KEY POINTS:
For Valerie Vili, there was no decision to make: fly to Christchurch, get glammed up and appear at a dinner for the Halberg Awards, or strut her stuff on an athletics track in Auckland.
"Why wouldn't I want to compete here?" she said.
Vili usually trundles the world, competing in massive stadiums with only her coach Kirsten Hellier for company. But last night she was competing in front of 60 family and friends, and a crowd of about 2000 at the Douglas Stadium in Waitakere, sharing with them a world class performance and her winning of the supreme prize in the Halberg Awards.
Clutching the Halberg trophy, which she jokingly said she thought she could melt down into one of her 4kg shot puts, she said: "This is fantastic and I adore it."
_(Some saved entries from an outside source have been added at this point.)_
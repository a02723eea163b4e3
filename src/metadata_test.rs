use super::*;

#[test]
fn test_default_metadata() {
    let m = DocumentMetadata::default();
    assert_eq!(m.encoding, "utf-8");
    assert_eq!(m.line_ending, LineEnding::Lf);
    assert!(!m.is_dirty);
}

#[test]
fn test_default_config() {
    let c = DocumentConfig::default();
    assert_eq!(c.history_limit, 1000);
    assert_eq!(c.chunk_size, 65536);
    assert_eq!(c.undo_group_timeout_ms, 0);
}
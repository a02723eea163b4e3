use super::*;

fn entry(change: HistoryChange, ts: u64) -> HistoryEntry {
    HistoryEntry {
        changes: vec![change],
        selection_before: Selection::collapsed(0),
        selection_after: Selection::collapsed(0),
        timestamp: ts,
    }
}

#[test]
fn test_invert_insert_delete() {
    let c = HistoryChange::Insert { position: 0, text: "ab".into(), byte_length: 2 };
    assert_eq!(
        c.invert(),
        HistoryChange::Delete { position: 0, text: "ab".into(), byte_length: 2 }
    );
}

#[test]
fn test_invert_replace_swaps_text() {
    let c = HistoryChange::Replace {
        position: 0,
        text: "new".into(),
        byte_length: 3,
        old_text: "old".into(),
    };
    let inv = c.invert();
    assert_eq!(
        inv,
        HistoryChange::Replace {
            position: 0,
            text: "old".into(),
            byte_length: 3,
            old_text: "new".into(),
        }
    );
}

#[test]
fn test_invariant_10_insert_coalesce() {
    let mut h = HistoryState::new(1000, 1000);
    h.push(entry(HistoryChange::Insert { position: 0, text: "x".into(), byte_length: 1 }, 0));
    h.push(entry(HistoryChange::Insert { position: 1, text: "y".into(), byte_length: 1 }, 10));
    assert_eq!(h.undo_stack.len(), 1);
    match &h.undo_stack[0].changes[0] {
        HistoryChange::Insert { text, byte_length, .. } => {
            assert_eq!(text, "xy");
            assert_eq!(*byte_length, 2);
        }
        _ => panic!("expected insert"),
    }
}

#[test]
fn test_s5_backspace_coalesce() {
    let mut h = HistoryState::new(1000, 1000);
    h.push(entry(HistoryChange::Delete { position: 2, text: "c".into(), byte_length: 1 }, 0));
    h.push(entry(HistoryChange::Delete { position: 1, text: "b".into(), byte_length: 1 }, 10));
    h.push(entry(HistoryChange::Delete { position: 0, text: "a".into(), byte_length: 1 }, 20));
    assert_eq!(h.undo_stack.len(), 1);
    assert_eq!(
        h.undo_stack[0].changes[0],
        HistoryChange::Delete { position: 0, text: "abc".into(), byte_length: 3 }
    );
}

#[test]
fn test_push_clears_redo() {
    let mut h = HistoryState::new(1000, 0);
    h.push(entry(HistoryChange::Insert { position: 0, text: "a".into(), byte_length: 1 }, 0));
    h.undo();
    assert_eq!(h.redo_stack.len(), 1);
    h.push(entry(HistoryChange::Insert { position: 0, text: "b".into(), byte_length: 1 }, 100));
    assert!(h.redo_stack.is_empty());
}

#[test]
fn test_stack_capped_at_limit() {
    let mut h = HistoryState::new(2, 0);
    for i in 0..5u64 {
        h.push(entry(HistoryChange::Insert { position: i as usize, text: "a".into(), byte_length: 1 }, i * 1000));
    }
    assert_eq!(h.undo_stack.len(), 2);
}

#[test]
fn test_coalesce_respects_timeout() {
    let mut h = HistoryState::new(1000, 5);
    h.push(entry(HistoryChange::Insert { position: 0, text: "x".into(), byte_length: 1 }, 0));
    h.push(entry(HistoryChange::Insert { position: 1, text: "y".into(), byte_length: 1 }, 100));
    assert_eq!(h.undo_stack.len(), 2);
}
Live television links from the awards dinner in Christchurch were beamed into the stadium, which erupted when her win was announced.
"It was pretty fantastic that I got to share my success with real athletics people in an environment I'm used to."
Vili planned to celebrate with her husband, Bertrand, and their family and friends by having a meal, although no flash celebration was on the cards.
"Somebody made a joke my sister and husband were going to take me to Subway."
Vili was also able to enjoy Hellier picking up the coach of the year award. "I was totally over the moon and so happy. Athletics is a very individual sport and it can get lonesome but we make a good team."
Hellier said she was honoured and continued to enjoy working with her charge, whom she has taken to the top of the world over the past 10 years. "We've been together now longer than most marriages, probably," she said.
Vili headed off last year's winner, world rowing champion Mahe Drysdale, and the winning men's coxless four from last year's World Rowing Championships.
She has enjoyed a stellar year with the shot put, winning the world championships in Osaka and becoming only the second New Zealander to win a senior world track and field title, following Beatrice Faumuina, who won the discus in 1997.
But 2007 had its fair share of difficult times with the death of her beloved father Sidney, from stomach cancer, and a challenging recovery from shoulder surgery.
Drysdale was named Sportsman of the Year, the men's coxless four was Team of the Year, and rower Emma Twigg, who won the world under-23 single sculls title, was presented with the Westpac Emerging Talent Award.
Drysdale felt no disappointment at missing out on consecutive supreme awards.
"Any of these awards you get, you take as a bonus." Two former champion marathon runners, Lorraine Moller and Mike Ryan, were also inducted into the New Zealand Sports Hall of Fame.